The bride received a settled property from the bridegroom's clan. It was intended to ensure her livelihood in widowhood, and it was to be kept separate, in the wife's possession.
Dower is the gift given by the groom to the bride, customarily on the morning after the wedding (hence morning gift, though all dowerings from male to his fiancee, either in bethrothment period, or wedding, or afterwards, even as late as in the testamentary dowering, are understood as dowers if specifically intended for the maintenance of the widow).
Dower has been a property arrangement for marriage used apparently first in early medieval German cultures (such as Langobards and Goths), and the church drove its adoption into other countries, in order to improve the wife's security by this additional benefit.
The practice of dower was prevalent in the Germanic-descending and Scandinavic-descending parts of Europe, such as Sweden, Germany, Normandy and successor states of the Langobardian kingdom.
The husband was legally prevented from using the wife's dower - as contrary to her dowry.
Of course, in Germanic cultures, as well as in medieval commonly, women were regarded like minors. For the separateness of the dower, this often meant that the woman's legal representative, usually her male relative, guarded the dower at some degree, and particularly was obliged to check that the husband does not touch (nor waste) that property, and generally that the dower will be preserved for the woman's widowhood, to her old age.
Usually, the wife was free from kin limitations to use (and bequeath) her dower to whatever and whomever she pleased. It may have become the property of her next marriage, be given to an ecclesiastical institution, or be inherited by her children from other relationships than from whom she received it. Dower was basically not under the clannish restrictions on alienation etc.
History
Roman era
Dower is thought to have been suggested by the marriage gift which Tacitus found to be usual among the Germans. This gift he terms dos, but contrasts it with the dos of the Roman law, which was a gift on the part of the wife to the husband, while in Germany the gift was made by the husband to the wife (Larousse, Grand dictionnaire universel, Paris, 1870, s. v. Douaire). There was indeed in the Roman law what was termed donatio propter nuptias, a gift from the family of the husband, but this was only required if the dos were brought on the part of the wife. So too in the special instance of a widow (herself poor and undotated) of a husband rich at the time of his death, an ordinance of the Christian Emperor Justinian secured her the right to a part of her husband's property, of which no disposition of his could deprive her.

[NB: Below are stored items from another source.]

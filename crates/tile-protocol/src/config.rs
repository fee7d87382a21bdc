//! Declarative layer configurations, one variant per protocol.
//!
//! Optional fields stay `None` here; protocol defaults are applied by the
//! builders when a source is created, never written back into the config.

use std::collections::BTreeMap;

use serde::{Deserialize, Serialize};
use tile_common::tile::MAX_ZOOM;
use tile_common::{ConfigError, ConfigErrorCode, CrsCode, TileMatrix, WmsVersion};

use crate::url::ensure_http_url;

/// Tile edge length used when a config does not say otherwise.
pub const DEFAULT_TILE_SIZE: u32 = 256;

/// Fields shared by every layer kind.
#[derive(Debug, Clone, PartialEq, Default, Serialize, Deserialize)]
pub struct LayerCommon {
    pub id: String,
    #[serde(default, skip_serializing_if = "Option::is_none")]
    pub title: Option<String>,
    #[serde(default, skip_serializing_if = "Option::is_none")]
    pub attribution: Option<String>,
    #[serde(default, skip_serializing_if = "Option::is_none")]
    pub opacity: Option<f64>,
    #[serde(default, skip_serializing_if = "Option::is_none")]
    pub min_zoom: Option<u32>,
    #[serde(default, skip_serializing_if = "Option::is_none")]
    pub max_zoom: Option<u32>,
}

impl LayerCommon {
    pub fn new(id: impl Into<String>) -> Self {
        Self {
            id: id.into(),
            ..Default::default()
        }
    }

    pub fn validate(&self) -> Result<(), ConfigError> {
        if self.id.trim().is_empty() {
            return Err(ConfigError::missing("id"));
        }
        if let Some(opacity) = self.opacity {
            if !(0.0..=1.0).contains(&opacity) {
                return Err(ConfigError::new(
                    "opacity",
                    format!("opacity must be within [0, 1], got {}", opacity),
                    ConfigErrorCode::InvalidOpacity,
                ));
            }
        }
        for (field, zoom) in [("min_zoom", self.min_zoom), ("max_zoom", self.max_zoom)] {
            if let Some(z) = zoom {
                if z > MAX_ZOOM {
                    return Err(ConfigError::new(
                        field,
                        format!("zoom must be within [0, {}], got {}", MAX_ZOOM, z),
                        ConfigErrorCode::InvalidZoom,
                    ));
                }
            }
        }
        if let (Some(min), Some(max)) = (self.min_zoom, self.max_zoom) {
            if min > max {
                return Err(ConfigError::new(
                    "min_zoom",
                    format!("min_zoom ({}) is greater than max_zoom ({})", min, max),
                    ConfigErrorCode::InvalidZoomRange,
                ));
            }
        }
        Ok(())
    }
}

/// OGC WMS GetMap layer.
#[derive(Debug, Clone, PartialEq, Default, Serialize, Deserialize)]
pub struct WmsLayerConfig {
    #[serde(flatten)]
    pub common: LayerCommon,
    pub base_url: String,
    pub layers: Vec<String>,
    #[serde(default, skip_serializing_if = "Vec::is_empty")]
    pub styles: Vec<String>,
    #[serde(default, skip_serializing_if = "Option::is_none")]
    pub version: Option<WmsVersion>,
    #[serde(default, skip_serializing_if = "Option::is_none")]
    pub crs: Option<String>,
    #[serde(default, skip_serializing_if = "Option::is_none")]
    pub format: Option<String>,
    #[serde(default, skip_serializing_if = "Option::is_none")]
    pub transparent: Option<bool>,
    #[serde(default, skip_serializing_if = "Option::is_none")]
    pub tile_size: Option<u32>,
    #[serde(default, skip_serializing_if = "BTreeMap::is_empty")]
    pub extra_params: BTreeMap<String, String>,
}

impl WmsLayerConfig {
    pub const DEFAULT_FORMAT: &'static str = "image/png";

    pub fn version(&self) -> WmsVersion {
        self.version.unwrap_or_default()
    }

    pub fn crs(&self) -> CrsCode {
        self.crs.as_deref().map(CrsCode::parse).unwrap_or_default()
    }

    pub fn format(&self) -> &str {
        self.format.as_deref().unwrap_or(Self::DEFAULT_FORMAT)
    }

    pub fn transparent(&self) -> bool {
        self.transparent.unwrap_or(true)
    }

    pub fn tile_size(&self) -> u32 {
        self.tile_size.unwrap_or(DEFAULT_TILE_SIZE)
    }

    pub fn validate(&self) -> Result<(), ConfigError> {
        self.common.validate()?;
        ensure_http_url("base_url", &self.base_url)?;
        if self.layers.iter().all(|l| l.trim().is_empty()) {
            return Err(ConfigError::missing("layers"));
        }
        if !self.styles.is_empty() && self.styles.len() != self.layers.len() {
            return Err(ConfigError::new(
                "styles",
                format!(
                    "{} styles given for {} layers",
                    self.styles.len(),
                    self.layers.len()
                ),
                ConfigErrorCode::StylesLayersMismatch,
            ));
        }
        Ok(())
    }
}

/// WMTS tile template with its matrix definitions already known.
#[derive(Debug, Clone, PartialEq, Default, Serialize, Deserialize)]
pub struct ExplicitWmts {
    pub tile_url_template: String,
    pub matrix_set: String,
    #[serde(default)]
    pub tile_matrices: Vec<TileMatrix>,
    #[serde(default, skip_serializing_if = "Option::is_none")]
    pub style: Option<String>,
    /// Values for `{<dimension>}` placeholders, e.g. `Time`
    #[serde(default, skip_serializing_if = "BTreeMap::is_empty")]
    pub dimensions: BTreeMap<String, String>,
}

/// WMTS layer to be resolved from a capabilities document.
#[derive(Debug, Clone, PartialEq, Default, Serialize, Deserialize)]
pub struct CapabilitiesWmts {
    pub capabilities_url: String,
    pub layer_id: String,
    #[serde(default, skip_serializing_if = "Option::is_none")]
    pub matrix_set: Option<String>,
    #[serde(default, skip_serializing_if = "Option::is_none")]
    pub style: Option<String>,
    #[serde(default, skip_serializing_if = "Option::is_none")]
    pub format: Option<String>,
    /// Preferred CRS for matrix-set selection (Web Mercator when absent)
    #[serde(default, skip_serializing_if = "Option::is_none")]
    pub preferred_crs: Option<String>,
    /// Breaks ties between matrix sets in the preferred CRS
    #[serde(default, skip_serializing_if = "Option::is_none")]
    pub preferred_well_known_scale_set: Option<String>,
    #[serde(default, skip_serializing_if = "BTreeMap::is_empty")]
    pub dimensions: BTreeMap<String, String>,
}

#[derive(Debug, Clone, PartialEq, Serialize, Deserialize)]
#[serde(rename_all = "snake_case")]
pub enum WmtsSource {
    Explicit(ExplicitWmts),
    Capabilities(CapabilitiesWmts),
}

/// OGC WMTS layer, explicit or capabilities-driven.
#[derive(Debug, Clone, PartialEq, Serialize, Deserialize)]
pub struct WmtsLayerConfig {
    #[serde(flatten)]
    pub common: LayerCommon,
    pub source: WmtsSource,
}

impl WmtsLayerConfig {
    pub fn validate(&self) -> Result<(), ConfigError> {
        self.common.validate()?;
        match &self.source {
            WmtsSource::Explicit(explicit) => {
                ensure_http_url("source.explicit.tile_url_template", &explicit.tile_url_template)?;
                if explicit.matrix_set.trim().is_empty() {
                    return Err(ConfigError::missing("source.explicit.matrix_set"));
                }
            }
            WmtsSource::Capabilities(caps) => {
                ensure_http_url("source.capabilities.capabilities_url", &caps.capabilities_url)?;
                if caps.layer_id.trim().is_empty() {
                    return Err(ConfigError::missing("source.capabilities.layer_id"));
                }
            }
        }
        Ok(())
    }
}

/// Esri ArcGIS REST MapServer/ImageServer `export` layer.
#[derive(Debug, Clone, PartialEq, Default, Serialize, Deserialize)]
pub struct EsriLayerConfig {
    #[serde(flatten)]
    pub common: LayerCommon,
    pub service_url: String,
    /// Sublayer id(s) for `layers=show:<id>`
    #[serde(default, skip_serializing_if = "Option::is_none")]
    pub layer_id: Option<String>,
    #[serde(default, skip_serializing_if = "Option::is_none")]
    pub format: Option<String>,
    #[serde(default, skip_serializing_if = "Option::is_none")]
    pub transparent: Option<bool>,
    #[serde(default, skip_serializing_if = "Option::is_none")]
    pub crs: Option<String>,
    #[serde(default, skip_serializing_if = "Option::is_none")]
    pub tile_size: Option<u32>,
}

impl EsriLayerConfig {
    pub const DEFAULT_FORMAT: &'static str = "png32";

    pub fn format(&self) -> &str {
        self.format.as_deref().unwrap_or(Self::DEFAULT_FORMAT)
    }

    pub fn transparent(&self) -> bool {
        self.transparent.unwrap_or(true)
    }

    pub fn tile_size(&self) -> u32 {
        self.tile_size.unwrap_or(DEFAULT_TILE_SIZE)
    }

    pub fn validate(&self) -> Result<(), ConfigError> {
        self.common.validate()?;
        ensure_http_url("service_url", &self.service_url)
    }
}

/// Plain `{z}/{x}/{y}` (or TMS) tile template.
#[derive(Debug, Clone, PartialEq, Default, Serialize, Deserialize)]
pub struct XyzLayerConfig {
    #[serde(flatten)]
    pub common: LayerCommon,
    pub url_template: String,
    #[serde(default, skip_serializing_if = "Vec::is_empty")]
    pub subdomains: Vec<String>,
    #[serde(default)]
    pub tms: bool,
    #[serde(default, skip_serializing_if = "Option::is_none")]
    pub tile_size: Option<u32>,
}

impl XyzLayerConfig {
    pub fn tile_size(&self) -> u32 {
        self.tile_size.unwrap_or(DEFAULT_TILE_SIZE)
    }

    pub fn validate(&self) -> Result<(), ConfigError> {
        self.common.validate()?;
        ensure_http_url("url_template", &self.url_template)?;
        if self.url_template.contains("{s}") && self.subdomains.is_empty() {
            return Err(ConfigError::missing("subdomains"));
        }
        Ok(())
    }
}

/// Single-file PMTiles archive served over HTTP.
#[derive(Debug, Clone, PartialEq, Default, Serialize, Deserialize)]
pub struct PmtilesLayerConfig {
    #[serde(flatten)]
    pub common: LayerCommon,
    pub url: String,
    #[serde(default, skip_serializing_if = "Option::is_none")]
    pub tile_size: Option<u32>,
}

impl PmtilesLayerConfig {
    pub fn tile_size(&self) -> u32 {
        self.tile_size.unwrap_or(DEFAULT_TILE_SIZE)
    }

    pub fn validate(&self) -> Result<(), ConfigError> {
        self.common.validate()?;
        ensure_http_url("url", &self.url)
    }
}

/// A remote raster service, tagged by protocol.
#[derive(Debug, Clone, PartialEq, Serialize, Deserialize)]
#[serde(tag = "protocol", rename_all = "lowercase")]
pub enum ServiceEndpointConfig {
    Wms(WmsLayerConfig),
    Wmts(WmtsLayerConfig),
    Esri(EsriLayerConfig),
    Xyz(XyzLayerConfig),
    Pmtiles(PmtilesLayerConfig),
}

impl ServiceEndpointConfig {
    pub fn common(&self) -> &LayerCommon {
        match self {
            ServiceEndpointConfig::Wms(c) => &c.common,
            ServiceEndpointConfig::Wmts(c) => &c.common,
            ServiceEndpointConfig::Esri(c) => &c.common,
            ServiceEndpointConfig::Xyz(c) => &c.common,
            ServiceEndpointConfig::Pmtiles(c) => &c.common,
        }
    }

    pub fn id(&self) -> &str {
        &self.common().id
    }

    /// Protocol name as used in config files and logs.
    pub fn protocol(&self) -> &'static str {
        match self {
            ServiceEndpointConfig::Wms(_) => "wms",
            ServiceEndpointConfig::Wmts(_) => "wmts",
            ServiceEndpointConfig::Esri(_) => "esri",
            ServiceEndpointConfig::Xyz(_) => "xyz",
            ServiceEndpointConfig::Pmtiles(_) => "pmtiles",
        }
    }

    pub fn validate(&self) -> Result<(), ConfigError> {
        match self {
            ServiceEndpointConfig::Wms(c) => c.validate(),
            ServiceEndpointConfig::Wmts(c) => c.validate(),
            ServiceEndpointConfig::Esri(c) => c.validate(),
            ServiceEndpointConfig::Xyz(c) => c.validate(),
            ServiceEndpointConfig::Pmtiles(c) => c.validate(),
        }
    }
}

Establishment in Western Europe
The general establishment of the principle of dower in the customary law of Western Europe, according to Maine (Ancient Law, 3rd Amer. ed., New York, 1887, 218), is to be traced to the influence of the Church, and to be included perhaps among its most arduous triumphs. Dower is an outcome of the ecclesiastical practice of exacting from the husband at marriage a promise to endow his wife, a promise retained in form even now in the marriage ritual of the Established Church in England. (See Blackstone, "Commentaries on the Laws of England", II, 134, note p.) In an ordinance of King Philip Augustus of France (1214), and in the almost contemporaneous Magna Charta (1215), dower is referred to. But it seems to have already become customary law in Normandy, Sicily, and Naples, as well as in England. The object of both ordinance and charter was to regulate the amount of the dower where this was not the subject of voluntary arrangement, dower by English law consisting of a wife's life estate in one-third of the lands of the husband "of which any issue which she might have had might by possibility have been heir" (Blackstone, op. cit., 131).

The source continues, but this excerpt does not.